Data for analysis:
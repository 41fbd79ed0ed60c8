use super::atom::Atom;
use super::chain::Chain;
use super::ids::{AtomId, ChainId, ResidueId};
use super::residue::Residue;
use slotmap::SlotMap;
use std::collections::HashMap;

/// One `MODEL` block of a structure file.
///
/// Files without `MODEL` records contain a single implicit model with serial 1.
#[derive(Debug, Clone, Default, PartialEq, Eq)]
pub struct Model {
    /// The model serial number from the `MODEL` record.
    pub serial: usize,
    pub(crate) chains: Vec<ChainId>,
    pub(crate) atoms: Vec<AtomId>,
}

impl Model {
    pub(crate) fn new(serial: usize) -> Self {
        Self {
            serial,
            chains: Vec::new(),
            atoms: Vec::new(),
        }
    }

    /// Chains of this model in order of first appearance.
    pub fn chains(&self) -> &[ChainId] {
        &self.chains
    }

    /// Atoms of this model in file order.
    pub fn atoms(&self) -> &[AtomId] {
        &self.atoms
    }
}

/// Represents a complete molecular structure with models, chains, residues and atoms.
///
/// Atoms, residues and chains live in slot maps and are addressed by stable
/// IDs. File order is tracked separately so that iteration and serialization
/// reproduce the source layout.
#[derive(Debug, Clone, Default)]
pub struct MolecularSystem {
    /// Primary storage for atoms.
    atoms: SlotMap<AtomId, Atom>,
    /// Primary storage for residues.
    residues: SlotMap<ResidueId, Residue>,
    /// Primary storage for chains.
    chains: SlotMap<ChainId, Chain>,
    /// Models in file order.
    models: Vec<Model>,
    /// All atom IDs in file order.
    atom_order: Vec<AtomId>,
    /// Lookup map for chains by model index and chain identifier.
    chain_id_map: HashMap<(usize, char), ChainId>,
    /// Lookup map for residues by chain, sequence number and insertion code.
    residue_id_map: HashMap<(ChainId, isize, Option<char>), ResidueId>,
}

impl MolecularSystem {
    /// Creates a new, empty molecular system.
    pub fn new() -> Self {
        Self::default()
    }

    /// Retrieves an immutable reference to an atom by its ID.
    pub fn atom(&self, id: AtomId) -> Option<&Atom> {
        self.atoms.get(id)
    }

    /// Retrieves a mutable reference to an atom by its ID.
    pub fn atom_mut(&mut self, id: AtomId) -> Option<&mut Atom> {
        self.atoms.get_mut(id)
    }

    /// Returns an iterator over all atoms in file order.
    ///
    /// # Return
    ///
    /// An iterator yielding `(AtomId, &Atom)` pairs.
    pub fn atoms_iter(&self) -> impl Iterator<Item = (AtomId, &Atom)> {
        self.atom_order
            .iter()
            .filter_map(|&id| self.atoms.get(id).map(|atom| (id, atom)))
    }

    /// Returns the number of atoms across all models.
    pub fn atom_count(&self) -> usize {
        self.atoms.len()
    }

    /// Returns `true` if the system contains no atoms.
    pub fn is_empty(&self) -> bool {
        self.atoms.is_empty()
    }

    /// Retrieves an immutable reference to a residue by its ID.
    pub fn residue(&self, id: ResidueId) -> Option<&Residue> {
        self.residues.get(id)
    }

    /// Retrieves an immutable reference to a chain by its ID.
    pub fn chain(&self, id: ChainId) -> Option<&Chain> {
        self.chains.get(id)
    }

    /// Returns the models in file order.
    pub fn models(&self) -> &[Model] {
        &self.models
    }

    /// Appends a new model and returns its index.
    pub fn add_model(&mut self, serial: usize) -> usize {
        self.models.push(Model::new(serial));
        self.models.len() - 1
    }

    /// Adds a new chain to a model or returns the existing one.
    ///
    /// This method is idempotent per model; if a chain with the given ID
    /// already exists in that model, the existing chain ID is returned.
    ///
    /// # Return
    ///
    /// Returns `None` if `model` is not a valid model index.
    pub fn add_chain(&mut self, model: usize, id: char) -> Option<ChainId> {
        if model >= self.models.len() {
            return None;
        }
        if let Some(&existing) = self.chain_id_map.get(&(model, id)) {
            return Some(existing);
        }
        let chain_id = self.chains.insert(Chain::new(id, model));
        self.chain_id_map.insert((model, id), chain_id);
        self.models[model].chains.push(chain_id);
        Some(chain_id)
    }

    /// Adds a new residue to a chain or returns the existing one.
    ///
    /// Residues are identified by sequence number and insertion code within
    /// their chain; the name of an existing residue is left untouched.
    ///
    /// # Return
    ///
    /// Returns `None` if the chain does not exist.
    pub fn add_residue(
        &mut self,
        chain_id: ChainId,
        number: isize,
        insertion_code: Option<char>,
        name: &str,
    ) -> Option<ResidueId> {
        let chain = self.chains.get_mut(chain_id)?;
        let key = (chain_id, number, insertion_code);

        let residue_id = *self.residue_id_map.entry(key).or_insert_with(|| {
            let residue = Residue::new(number, insertion_code, name, chain_id);
            self.residues.insert(residue)
        });

        if !chain.residues.contains(&residue_id) {
            chain.residues.push(residue_id);
        }
        Some(residue_id)
    }

    /// Adds an atom to an existing residue.
    ///
    /// The atom's `residue_id` is overwritten with `residue_id`.
    ///
    /// # Return
    ///
    /// Returns `None` if the residue or its chain does not exist.
    pub fn add_atom_to_residue(&mut self, residue_id: ResidueId, mut atom: Atom) -> Option<AtomId> {
        let chain_id = self.residues.get(residue_id)?.chain_id;
        let model = self.chains.get(chain_id)?.model;

        atom.residue_id = residue_id;
        let conformer = atom.alt_loc.map(|_| (atom.name.clone(), atom.occupancy));
        let atom_id = self.atoms.insert(atom);

        let residue = self.residues.get_mut(residue_id)?;
        match conformer {
            Some((name, occupancy)) => residue.add_conformer(&name, atom_id, occupancy),
            None => residue.add_atom(atom_id),
        }
        self.models.get_mut(model)?.atoms.push(atom_id);
        self.atom_order.push(atom_id);
        Some(atom_id)
    }

    /// Returns `true` if the atom is the primary conformer of its residue.
    ///
    /// Atoms without alternate locations are always primary. Among the
    /// alternate locations of a name, the highest-occupancy conformer is
    /// primary, the first listed one on a tie.
    pub fn is_primary_conformer(&self, atom_id: AtomId) -> bool {
        let Some(atom) = self.atoms.get(atom_id) else {
            return false;
        };
        if atom.alt_loc.is_none() {
            return true;
        }
        self.residues
            .get(atom.residue_id)
            .is_some_and(|residue| residue.is_primary(&atom.name, atom_id))
    }

    /// Returns the primary conformer that an atom shadows, or the atom itself.
    pub fn primary_conformer_of(&self, atom_id: AtomId) -> Option<AtomId> {
        let atom = self.atoms.get(atom_id)?;
        if atom.alt_loc.is_none() {
            return Some(atom_id);
        }
        self.residues
            .get(atom.residue_id)?
            .primary_conformer(&atom.name)
    }
}

#[cfg(test)]
mod tests {
    use super::*;
    use nalgebra::Point3;

    fn atom(serial: usize, name: &str) -> Atom {
        Atom::new(serial, name, ResidueId::default(), Point3::origin())
    }

    fn two_model_system() -> MolecularSystem {
        let mut system = MolecularSystem::new();
        for serial in 1..=2 {
            let model = system.add_model(serial);
            let chain = system.add_chain(model, 'A').unwrap();
            let residue = system.add_residue(chain, 1, None, "GLY").unwrap();
            system.add_atom_to_residue(residue, atom(1, " N  ")).unwrap();
            system.add_atom_to_residue(residue, atom(2, " CA ")).unwrap();
        }
        system
    }

    #[test]
    fn new_system_is_empty() {
        let system = MolecularSystem::new();
        assert!(system.is_empty());
        assert_eq!(system.atom_count(), 0);
        assert!(system.models().is_empty());
        assert_eq!(system.atoms_iter().count(), 0);
    }

    #[test]
    fn add_chain_requires_existing_model() {
        let mut system = MolecularSystem::new();
        assert!(system.add_chain(0, 'A').is_none());
        let model = system.add_model(1);
        assert!(system.add_chain(model, 'A').is_some());
    }

    #[test]
    fn add_chain_and_residue_are_idempotent() {
        let mut system = MolecularSystem::new();
        let model = system.add_model(1);
        let chain1 = system.add_chain(model, 'A').unwrap();
        let chain2 = system.add_chain(model, 'A').unwrap();
        assert_eq!(chain1, chain2);

        let res1 = system.add_residue(chain1, 5, None, "ALA").unwrap();
        let res2 = system.add_residue(chain1, 5, None, "GLY").unwrap();
        let res3 = system.add_residue(chain1, 5, Some('A'), "ALA").unwrap();
        assert_eq!(res1, res2);
        assert_ne!(res1, res3);
        assert_eq!(system.residue(res1).unwrap().name, "ALA");
        assert_eq!(system.chain(chain1).unwrap().residues(), &[res1, res3]);
    }

    #[test]
    fn models_keep_separate_chains_and_atoms() {
        let system = two_model_system();
        assert_eq!(system.models().len(), 2);
        assert_eq!(system.atom_count(), 4);

        let first = &system.models()[0];
        let second = &system.models()[1];
        assert_eq!(first.atoms().len(), 2);
        assert_eq!(second.atoms().len(), 2);
        assert_ne!(first.chains()[0], second.chains()[0]);
        assert_eq!(system.chain(second.chains()[0]).unwrap().model, 1);
    }

    #[test]
    fn atoms_iter_follows_insertion_order() {
        let system = two_model_system();
        let serials: Vec<usize> = system.atoms_iter().map(|(_, a)| a.serial).collect();
        assert_eq!(serials, vec![1, 2, 1, 2]);
    }

    #[test]
    fn add_atom_sets_residue_id() {
        let mut system = MolecularSystem::new();
        let model = system.add_model(1);
        let chain = system.add_chain(model, 'B').unwrap();
        let residue = system.add_residue(chain, 3, None, "SER").unwrap();
        let id = system.add_atom_to_residue(residue, atom(9, " OG ")).unwrap();
        assert_eq!(system.atom(id).unwrap().residue_id, residue);
        assert_eq!(system.residue(residue).unwrap().atoms(), &[id]);
    }

    #[test]
    fn alternate_conformers_point_at_their_primary() {
        let mut system = MolecularSystem::new();
        let model = system.add_model(1);
        let chain = system.add_chain(model, 'A').unwrap();
        let residue = system.add_residue(chain, 1, None, "SER").unwrap();

        let mut og_a = atom(1, " OG ");
        og_a.alt_loc = Some('A');
        og_a.occupancy = 0.5;
        let mut og_b = atom(2, " OG ");
        og_b.alt_loc = Some('B');
        og_b.occupancy = 0.5;
        let a = system.add_atom_to_residue(residue, og_a).unwrap();
        let b = system.add_atom_to_residue(residue, og_b).unwrap();

        assert!(system.is_primary_conformer(a));
        assert!(!system.is_primary_conformer(b));
        assert_eq!(system.primary_conformer_of(b), Some(a));
        assert_eq!(system.primary_conformer_of(a), Some(a));
    }

    #[test]
    fn higher_occupancy_conformer_listed_later_is_primary() {
        let mut system = MolecularSystem::new();
        let model = system.add_model(1);
        let chain = system.add_chain(model, 'A').unwrap();
        let residue = system.add_residue(chain, 1, None, "SER").unwrap();

        let mut og_a = atom(1, " OG ");
        og_a.alt_loc = Some('A');
        og_a.occupancy = 0.4;
        let mut og_b = atom(2, " OG ");
        og_b.alt_loc = Some('B');
        og_b.occupancy = 0.6;
        let a = system.add_atom_to_residue(residue, og_a).unwrap();
        let b = system.add_atom_to_residue(residue, og_b).unwrap();
        let cb = system.add_atom_to_residue(residue, atom(3, " CB ")).unwrap();

        assert!(!system.is_primary_conformer(a));
        assert!(system.is_primary_conformer(b));
        assert!(system.is_primary_conformer(cb));
        assert_eq!(system.primary_conformer_of(a), Some(b));
        assert_eq!(system.residue(residue).unwrap().atoms(), &[a, b, cb]);
    }

    #[test]
    fn duplicate_names_without_alt_loc_are_all_primary() {
        let mut system = MolecularSystem::new();
        let model = system.add_model(1);
        let chain = system.add_chain(model, 'A').unwrap();
        let residue = system.add_residue(chain, 1, None, "LIG").unwrap();

        let first = system.add_atom_to_residue(residue, atom(1, " C  ")).unwrap();
        let second = system.add_atom_to_residue(residue, atom(2, " C  ")).unwrap();

        assert!(system.is_primary_conformer(first));
        assert!(system.is_primary_conformer(second));
        assert_eq!(system.primary_conformer_of(second), Some(second));
    }
}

Task prompt:
An answer is complete only when it holds every line above containing the string "HashMap".

Answer for this exercise:
use std::collections::HashMap;
    chain_id_map: HashMap<(usize, char), ChainId>,
    residue_id_map: HashMap<(ChainId, isize, Option<char>), ResidueId>,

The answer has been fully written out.